After checking the seal in step 92, the bezel 71 is reapplied in step 94, having been modified in step 96 to fit the additional lenticular array.

Finally, a protective plate is applied in step 98 and the finished product can be supplied to the set maker.

Fig. 7 shows the assembled device of the invention, using the same reference numerals as Fig. 5. The lenticular array is shown as 100 and the seal line is shown as 102, and the modified bezel is shown as 71 ' .

As mentioned above, the volume to which the vacuum is applied has a very low volume. For example, the gap size across most of the area of the display may be in the range of between 0 and 10 μm. For an area inside the seal line of 940 x 530 mm 2 , an average thickness of 1 μm, gives a vacuum containing volume of 498 mm 3 . The vacuum gives rise to a pressure difference across the seal line.

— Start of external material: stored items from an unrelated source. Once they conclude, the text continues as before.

use thiserror::Error;

#[derive(Error, Debug)]
pub enum Error {
    #[error("Database connection error: {0}")]
    Connection(sqlx::Error),

    #[error("Query error: {0}")]
    Query(sqlx::Error),

    #[error(transparent)]
    Record(#[from] redirstat_core::Error),
}

pub type Result<T> = std::result::Result<T, Error>;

For an imperfect seal, this acts as a driving force for nitrogen, oxygen and other gases to penetrate the vacuum area. Consequently, the level of vacuum will reduce very slowly, dependent on the permeability of the seal material.

Although the mounting is mechanically fixed by the seal line, this pressure variation can give rise to slight variations in spacing over time, in particular an increase in the gap between the lenticular array and the panel plate.

A modification explained with reference to Fig. 8 enables the rate at which the level of vacuum is reduced by permeability to be significantly reduced. As a result, the rate of increase of the gap between lenticular array and display panel plate can be significantly reduced. This contributes to an increase in the lifetime of the product.

As shown in Fig. 8, the volume of the vacuum space 110 is increased by a channel arrangement 112, and without increasing the seal line length. These channels can be considered to comprise a vacuum buffer.

Adjacent to the seal line defined by the seal 102, an additional buffer space is created that enlarges the vacuum containing area. For example, compared to the vacuum volume of 498 mm explained above, the volume can increase by 2940 mm assuming a channel width and depth of 1 mm. This is an increase by a factor of approximately 7. As a result, the influence of the permeating gases is reduced significantly.

The examples described above employs a liquid crystal display panel having, for example, a display pixel pitch in the range 50μm to 1000 μm. However, it will be apparent to those skilled in the art that alternative types of display panel may be employed, such as organic light emitting diode (OLED) or cathode ray tube (CRT) display devices. The manufacture and materials used to fabricate the display device and lenticular array have not been described in detail, as these will be conventional and well known to those skilled in the art.

Various other modifications will be apparent to those skilled in the art.